Con Erasmus+, nuovi itinerari turistici alla scoperta dei
luoghi dove l’inclusione è già realtà
Itinerari per un
turismo interculturale inclusivo e consapevole; un invito al viaggio, all’incontro
e alla riflessione sul valore della diversità, del dialogo e della multiculturalità.
Tutto questo è “Rural Migrantour. Paths of Recovery”, il programma Erasmus+, il
cui final meeting si è svolto a Camini, che ha permesso alla rete Migrantour di
sperimentare le passeggiate interculturali in piccoli borghi, zone rurali, aree
di montagna, isole, territori di confine.
Nel 2021 è
iniziata, infatti, una nuova tappa nella storia del Migrantour, la fase “rural”,
alla scoperta delle aree rurali interculturali, che ha coinvolto cinque Paesi
europei – Italia, Slovenia, Olanda, Grecia e Bulgaria – coordinata da “Terra
Vera”, l’ONG slovena responsabile di Migrantour Lubiana, mentre Viaggi Solidali
coordina il team italiano composto da Eurocoop “Jungi Mundu”, che gestisce il
progetto di accoglienza a Camini, Fondazione “Nuto Revelli”, importante realtà
che coltiva la memoria del noto scrittore piemontese e che tra le sue
molteplici attività ha portato a termine il recupero della borgata alpina di
Paraloup, FIERI (Forum Internazionale ed Europeo di Ricerche sull’Immigrazione),
prestigioso centro di ricerca che ha sede a Torino e che si è occupato della
parte scientifica del progetto.
Sulla rotta di
itinerari non convenzionali, alla scoperta di piccoli centri e di aree rurali
dove la dimensione multiculturale è già una realtà, con Rural Migrantour – che
ha coinvolto Italia, Slovenia, Bulgaria e Grecia – sono giunte nove persone dai
Paesi europei partecipanti al progetto. Ad accompagnare il gruppo alla scoperta
di Camini, Douaa Alokla e Ibrahim Zakaria, guide interculturali di Camini,
formate da Migrantour, che hanno dato valore aggiunto all’itinerario
raccontando la loro esperienza di vita nel paese e ciò che li lega alla
comunità, e Serena Franco in qualità di referente Eurocoop Jungi Mundu.
Il progetto Rural
Migrantour si è proposto di creare nuovi percorsi, frutto dello scambio tra
città della rete, formare delle guide e creare un archivio digitale di mappe
interattive dei percorsi Migrantour in tutta Europa. La creazione di questi nuovi
itinerari interculturali mostra come la mobilità e le migrazioni costituiscano
un elemento imprescindibile della storia di ogni territorio europeo.

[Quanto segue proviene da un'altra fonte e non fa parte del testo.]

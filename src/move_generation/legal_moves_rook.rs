use crate::game_state::{chess_types::*, game_state::GameState};
use crate::move_generation::legal_move_shared::{generate_slider_moves, GenerationContext};

pub fn generate_rook_moves(game_state: &GameState, ctx: &GenerationContext, out: &mut Vec<Move>) {
    generate_slider_moves(game_state, ctx, PieceKind::Rook, out);
}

Le
migrazioni di ieri e di oggi hanno trasformato e arricchito il patrimonio
culturale di tutte le località coinvolte nel programma Erasmus+.
«Camini è un luogo
davvero straordinario che ha molto colpito tutti i partner del progetto. Qui,
infatti, ormai da molti anni la cooperativa “Jungi Mundu” ha dato avvio a un
progetto di recupero sociale, culturale ed economico del borgo attraverso
l’accoglienza di nuovi cittadini, migranti, richiedenti asilo e rifugiati. Fino
a qualche tempo fa spopolato dall’emigrazione, il paese è così tornato a vivere:
la scuola locale è tornata ad avere allievi, sono state aperte nuove attività
commerciali e nuovi servizi per i residenti, moltissime abitazioni ormai in
rovina sono state ristrutturate e sono diventate un “albergo diffuso” per i
turisti e i visitatori che arrivano sempre più numerosi. E soprattutto
centinaia di persone arrivate in Italia in cerca di una nuova vita l’hanno
davvero trovata tra le strette vie del borgo, in un clima di ospitalità, di
rispetto, di fratellanza» hanno concluso i responsabili del progetto Migrantour.